When I think of cocaine the drug, I don’t think about Eric Clapton’s song, (however catchy), “Cocaine” which glamorized its use, but about the friends I’ve seen swallowed by their addictions. When I think of Cocaine the energy drink I think of some jackass kid overdosing because nobody told him that perhaps he shouldn’t be mixing cocaine with Cocaine. But live and let live.

Let’s get serious. Naming your product Cocaine only furthers the acceptance of the drug. Red Bull is already known as “liquid crack” in the party circuit. And while some energy drinks are often viewed as health supplements, some people might get the wrong idea with a drink like Cocaine.

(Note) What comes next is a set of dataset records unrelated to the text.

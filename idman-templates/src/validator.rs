//! Template validation: structure, entity/permission-set resolution,
//! account checks, and tag-based account expansion.

use std::collections::{BTreeMap, BTreeSet};
use std::sync::Arc;

use idman_core::errors::IdmanResult;
use idman_core::models::{PrincipalType, ValidationIssues};
use idman_core::traits::IDirectory;

use crate::models::{is_valid_account_id, parse_entity_reference, Template};

/// Validation outcome, carrying the resolutions the executor reuses.
#[derive(Debug, Default)]
pub struct TemplateValidation {
    pub issues: ValidationIssues,
    /// Entity reference -> (kind, directory id).
    pub resolved_entities: BTreeMap<String, (PrincipalType, String)>,
    /// Permission set name -> arn.
    pub resolved_permission_sets: BTreeMap<String, String>,
    /// Final expanded target account ids, excludes already applied.
    pub resolved_accounts: Vec<String>,
}

impl TemplateValidation {
    pub fn is_valid(&self) -> bool {
        self.issues.is_valid
    }
}

/// Validates templates against the live directory.
pub struct TemplateValidator {
    directory: Arc<dyn IDirectory>,
}

impl TemplateValidator {
    pub fn new(directory: Arc<dyn IDirectory>) -> Self {
        Self { directory }
    }

    /// Full validation: structure first, then semantics and account
    /// expansion. Structural failure short-circuits.
    pub async fn validate(&self, template: &Template) -> IdmanResult<TemplateValidation> {
        let mut validation = TemplateValidation::default();
        validation.issues.is_valid = true;

        for error in template.validate_structure() {
            validation.issues.add_error(error);
        }
        if !validation.is_valid() {
            return Ok(validation);
        }

        self.validate_entities(template, &mut validation).await?;
        self.validate_permission_sets(template, &mut validation)
            .await?;
        self.validate_accounts(template, &mut validation)?;
        validation.resolved_accounts = self.expand_accounts(template).await?;
        if validation.resolved_accounts.is_empty() {
            validation
                .issues
                .add_warning("no target accounts resolved".to_string());
        }
        Ok(validation)
    }

    async fn validate_entities(
        &self,
        template: &Template,
        validation: &mut TemplateValidation,
    ) -> IdmanResult<()> {
        let mut seen: BTreeSet<String> = BTreeSet::new();
        for assignment in &template.assignments {
            for reference in &assignment.entities {
                if !seen.insert(reference.clone()) {
                    continue;
                }
                let (kind, name) = match parse_entity_reference(reference) {
                    Ok(parsed) => parsed,
                    Err(error) => {
                        validation.issues.add_error(error.to_string());
                        continue;
                    }
                };
                let resolved = match kind {
                    PrincipalType::User => self
                        .directory
                        .find_user_by_name(&name)
                        .await?
                        .map(|u| u.user_id),
                    PrincipalType::Group => self
                        .directory
                        .find_group_by_name(&name)
                        .await?
                        .map(|g| g.group_id),
                };
                match resolved {
                    Some(id) => {
                        validation
                            .resolved_entities
                            .insert(reference.clone(), (kind, id));
                    }
                    None => validation
                        .issues
                        .add_error(format!("entity not found: {reference}")),
                }
            }
        }
        Ok(())
    }

    async fn validate_permission_sets(
        &self,
        template: &Template,
        validation: &mut TemplateValidation,
    ) -> IdmanResult<()> {
        let existing: BTreeMap<String, String> = self
            .directory
            .list_permission_sets()
            .await?
            .into_iter()
            .map(|p| (p.name, p.permission_set_arn))
            .collect();
        let mut seen: BTreeSet<String> = BTreeSet::new();
        for assignment in &template.assignments {
            for name in &assignment.permission_sets {
                if !seen.insert(name.clone()) {
                    continue;
                }
                match existing.get(name) {
                    Some(arn) => {
                        validation
                            .resolved_permission_sets
                            .insert(name.clone(), arn.clone());
                    }
                    None => validation
                        .issues
                        .add_error(format!("permission set not found: {name}")),
                }
            }
        }
        Ok(())
    }

    fn validate_accounts(
        &self,
        template: &Template,
        validation: &mut TemplateValidation,
    ) -> IdmanResult<()> {
        for assignment in &template.assignments {
            let targets = &assignment.targets;
            if let Some(ids) = &targets.account_ids {
                for id in ids {
                    if !is_valid_account_id(id) {
                        validation
                            .issues
                            .add_error(format!("invalid account ID format: {id}"));
                    }
                }
            }
            if let Some(tags) = &targets.account_tags {
                for (key, value) in tags {
                    if key.trim().is_empty() || value.trim().is_empty() {
                        validation
                            .issues
                            .add_error(format!("invalid tag: {key}={value}"));
                    }
                }
            }
            if let Some(excluded) = &targets.exclude_accounts {
                for id in excluded {
                    if !is_valid_account_id(id) {
                        validation
                            .issues
                            .add_error(format!("invalid exclude account ID format: {id}"));
                    }
                }
            }
        }
        Ok(())
    }

    /// Expand every block's targets into a deduplicated account set.
    ///
    /// Tag filters select ACTIVE accounts matching all pairs; excludes
    /// are subtracted per block.
    pub async fn expand_accounts(&self, template: &Template) -> IdmanResult<Vec<String>> {
        let mut accounts: BTreeSet<String> = BTreeSet::new();
        for assignment in &template.assignments {
            let targets = &assignment.targets;
            let mut block: BTreeSet<String> = BTreeSet::new();
            if let Some(ids) = &targets.account_ids {
                block.extend(ids.iter().cloned());
            } else if let Some(tags) = &targets.account_tags {
                block.extend(self.resolve_accounts_by_tags(tags).await?);
            }
            if let Some(excluded) = &targets.exclude_accounts {
                for id in excluded {
                    block.remove(id);
                }
            }
            accounts.extend(block);
        }
        Ok(accounts.into_iter().collect())
    }

    async fn resolve_accounts_by_tags(
        &self,
        required: &BTreeMap<String, String>,
    ) -> IdmanResult<Vec<String>> {
        let mut matching = Vec::new();
        for account in self.directory.list_accounts().await? {
            if !account.is_active() {
                continue;
            }
            let tags = match self.directory.list_account_tags(&account.account_id).await {
                Ok(tags) => tags,
                Err(error) => {
                    tracing::warn!(
                        "templates: failed to read tags for {}: {error}",
                        account.account_id
                    );
                    continue;
                }
            };
            let matches = required
                .iter()
                .all(|(key, value)| tags.get(key) == Some(value));
            if matches {
                matching.push(account.account_id);
            }
        }
        Ok(matching)
    }
}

What’s next? Branding sleeping pills Heroin or apples with a methamphetamine sticker that says “made in rural Illinois?”

Just as I wouldn’t go out of my way to score some blow off the street, I likely won’t jump on the back of the charging red bull or a Ginseng monster to the nearest dealer in order to get my can of Cocaine—unless the first fix is free. Furthering cocaine’s appeal by calling an energy drink after it is irresponsible.

1 comments:

black dog said...

A damn good read.

It's kinda lame to name something cocaine we already have coca cola. I can see people being desensitized to the use of the word cocaine and then eventually saying ahhhh what the hell lets try a blast of the real thing and they get hooked instantly on the real thing (if its any good). But the bottom line is the real cocaine ruins lives and for a company to name a product after such a substance is making a mockery of the people who have walked in the shoes of addiction and paid the price. In other words I am offended by the marketing demons planting that seed, fuck cocaine.